### Data provided
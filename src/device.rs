use crate::error::Result;
use crate::http::{HttpTransport, ReqwestTransport};
use crate::stream::NanoStream;
use crate::types::Endpoint;
use std::fmt;
use std::sync::Arc;

/// Handle to one Nanoleaf device
///
/// Holds the base URL of the device API and the auth token obtained by
/// pairing. Cloning is cheap and shares the HTTP transport.
#[derive(Clone)]
pub struct Nanoleaf {
    url: String,
    token: String,
    http: Arc<dyn HttpTransport>,
}

impl Nanoleaf {
    /// Create an unauthenticated handle using the default HTTP client
    pub fn new(url: impl Into<String>) -> Result<Self> {
        Self::with_token(url, String::new())
    }

    /// Create a handle with a known auth token
    pub fn with_token(url: impl Into<String>, token: impl Into<String>) -> Result<Self> {
        let http = Arc::new(ReqwestTransport::new()?);
        Ok(Self::with_transport(url, token, http))
    }

    /// Create a handle on top of a custom HTTP transport
    pub fn with_transport(
        url: impl Into<String>,
        token: impl Into<String>,
        http: Arc<dyn HttpTransport>,
    ) -> Self {
        Self {
            url: url.into(),
            token: token.into(),
            http,
        }
    }

    /// Create an unauthenticated handle for a discovered endpoint
    pub fn from_endpoint(endpoint: &Endpoint, http: Arc<dyn HttpTransport>) -> Self {
        Self::with_transport(endpoint.url(), String::new(), http)
    }

    /// Base URL of the device API
    pub fn url(&self) -> &str {
        &self.url
    }

    pub fn token(&self) -> &str {
        &self.token
    }

    /// Replace the auth token, e.g. after re-pairing
    pub fn set_token(&mut self, token: impl Into<String>) {
        self.token = token.into();
    }

    pub(crate) fn http(&self) -> &Arc<dyn HttpTransport> {
        &self.http
    }

    /// Create an inert streaming session bound to this device
    pub fn stream(&self) -> NanoStream {
        NanoStream::new(self.clone())
    }
}

impl fmt::Debug for Nanoleaf {
    fn fmt(&self, f: &mut fmt::Formatter<'_>) -> fmt::Result {
        f.debug_struct("Nanoleaf")
            .field("url", &self.url)
            .field("authorized", &!self.token.is_empty())
            .finish()
    }
}
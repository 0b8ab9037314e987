use crate::codec;
use crate::device::Nanoleaf;
use crate::error::{NanoleafError, Result};
use crate::http::HttpMethod;
use crate::protocol::{effects_url, ActivationRequest, ActivationResponse};
use crate::types::{FrameBatch, ProtocolVersion};
use std::net::{Ipv4Addr, Ipv6Addr, SocketAddr};
use tokio::net::UdpSocket;

const STATUS_OK: u16 = 200;
const STATUS_UNAUTHORIZED: u16 = 401;

/// Lifecycle of a streaming session
#[derive(Debug, Clone, Copy, PartialEq, Eq)]
pub enum StreamState {
    /// No activation has succeeded yet
    Uninitialized,
    /// Device is in external control mode, no socket open
    Activated,
    /// UDP socket open, frames can be sent
    Connected,
    /// Socket released, can be reconnected
    Disconnected,
}

/// UDP target returned by the activation handshake
#[derive(Debug, Clone, PartialEq, Eq)]
pub struct StreamTarget {
    pub address: String,
    pub port: u16,
}

/// External control session with one device
///
/// Activation (HTTP) and connection (UDP) are separate steps: re-activating,
/// e.g. after a token refresh, never touches an open socket. The session
/// owns its socket, which is released on `disconnect` or drop.
///
/// # Example
///
/// ```no_run
/// use nanoleaf_stream::{FrameBatch, FrameColor, Nanoleaf};
///
/// #[tokio::main]
/// async fn main() -> Result<(), Box<dyn std::error::Error>> {
///     let device = Nanoleaf::with_token("http://192.168.1.20:16021/api/v1", "token")?;
///     let mut stream = device.stream();
///     stream.activate("v2").await?;
///     stream.connect().await?;
///
///     let mut batch = FrameBatch::new();
///     batch.push(1, FrameColor::rgb(255, 0, 0, 1));
///     stream.write_effect(&batch).await?;
///
///     stream.disconnect()?;
///     Ok(())
/// }
/// ```
#[derive(Debug)]
pub struct NanoStream {
    device: Nanoleaf,
    state: StreamState,
    version: Option<ProtocolVersion>,
    target: Option<StreamTarget>,
    socket: Option<UdpSocket>,
}

impl NanoStream {
    pub(crate) fn new(device: Nanoleaf) -> Self {
        Self {
            device,
            state: StreamState::Uninitialized,
            version: None,
            target: None,
            socket: None,
        }
    }

    /// Device this session is bound to
    pub fn device(&self) -> &Nanoleaf {
        &self.device
    }

    /// Mutable device access, e.g. to refresh the token before re-activating
    pub fn device_mut(&mut self) -> &mut Nanoleaf {
        &mut self.device
    }

    pub fn state(&self) -> StreamState {
        self.state
    }

    /// Protocol version accepted by the last successful activation
    pub fn version(&self) -> Option<ProtocolVersion> {
        self.version
    }

    /// UDP target from the last successful activation
    pub fn target(&self) -> Option<&StreamTarget> {
        self.target.as_ref()
    }

    pub fn is_connected(&self) -> bool {
        self.state == StreamState::Connected
    }

    /// Switch the device into external control mode.
    ///
    /// `version` must be `"v1"` or `"v2"`; anything else fails with
    /// [`NanoleafError::InvalidVersion`] without any network traffic.
    pub async fn activate(&mut self, version: &str) -> Result<()> {
        let version: ProtocolVersion = version.parse()?;
        self.activate_version(version).await
    }

    /// Typed variant of [`activate`](Self::activate)
    pub async fn activate_version(&mut self, version: ProtocolVersion) -> Result<()> {
        let url = effects_url(self.device.url(), self.device.token());
        let body = serde_json::to_value(ActivationRequest::external_control(version))?;

        tracing::info!("Activating external control {} on {}", version, self.device.url());
        let response = self
            .device
            .http()
            .send_json(HttpMethod::Put, &url, Some(body))
            .await?;

        if response.status == STATUS_UNAUTHORIZED {
            return Err(NanoleafError::Unauthorized);
        }
        if response.status != STATUS_OK {
            return Err(NanoleafError::UnexpectedResponse(response.status));
        }

        let target: ActivationResponse = serde_json::from_slice(&response.body)?;
        tracing::debug!("Stream target {}:{}", target.address, target.port);

        self.target = Some(StreamTarget {
            address: target.address,
            port: target.port,
        });
        self.version = Some(version);
        if self.state != StreamState::Connected {
            self.state = StreamState::Activated;
        }

        Ok(())
    }

    /// Open the UDP socket to the activated target.
    ///
    /// Only local socket setup is checked; UDP has no handshake. An already
    /// open socket is replaced.
    pub async fn connect(&mut self) -> Result<()> {
        let target = match &self.target {
            Some(target) if !target.address.is_empty() => target.clone(),
            _ => return Err(NanoleafError::NotActivated),
        };

        let remote = resolve_target(&target).await?;
        let local: SocketAddr = if remote.is_ipv4() {
            (Ipv4Addr::UNSPECIFIED, 0).into()
        } else {
            (Ipv6Addr::UNSPECIFIED, 0).into()
        };

        let socket = UdpSocket::bind(local)
            .await
            .map_err(NanoleafError::Connection)?;
        socket
            .connect(remote)
            .await
            .map_err(NanoleafError::Connection)?;

        tracing::info!("Connected stream to {}", remote);
        self.socket = Some(socket);
        self.state = StreamState::Connected;
        Ok(())
    }

    /// Release the UDP socket.
    ///
    /// Disconnecting a session that is not connected is a no-op.
    pub fn disconnect(&mut self) -> Result<()> {
        if self.socket.take().is_some() {
            tracing::info!("Disconnected stream from {}", self.device.url());
            self.state = StreamState::Disconnected;
        }
        Ok(())
    }

    /// Send one batch as a single datagram.
    ///
    /// An empty batch succeeds without sending anything, connected or not.
    pub async fn write_effect(&mut self, batch: &FrameBatch) -> Result<()> {
        if batch.is_empty() {
            return Ok(());
        }

        let socket = self.socket.as_ref().ok_or(NanoleafError::NotConnected)?;
        let version = self.version.ok_or(NanoleafError::NotActivated)?;

        let datagram = codec::encode(version, batch);
        tracing::debug!("Sending {} panel(s) in {} bytes", batch.len(), datagram.len());

        socket
            .send(&datagram)
            .await
            .map_err(NanoleafError::Transport)?;
        Ok(())
    }
}

async fn resolve_target(target: &StreamTarget) -> Result<SocketAddr> {
    let mut addrs = tokio::net::lookup_host((target.address.as_str(), target.port))
        .await
        .map_err(NanoleafError::Connection)?;

    addrs.next().ok_or_else(|| {
        NanoleafError::Connection(std::io::Error::new(
            std::io::ErrorKind::AddrNotAvailable,
            format!("no address for {}", target.address),
        ))
    })
}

### Work required
Quote the listing word for word from its first line through the line in which "token obtained by" appears.

### Written response
filename src/device.rs
use crate::error::Result;
use crate::http::{HttpTransport, ReqwestTransport};
use crate::stream::NanoStream;
use crate::types::Endpoint;
use std::fmt;
use std::sync::Arc;

/// Handle to one Nanoleaf device
///
/// Holds the base URL of the device API and the auth token obtained by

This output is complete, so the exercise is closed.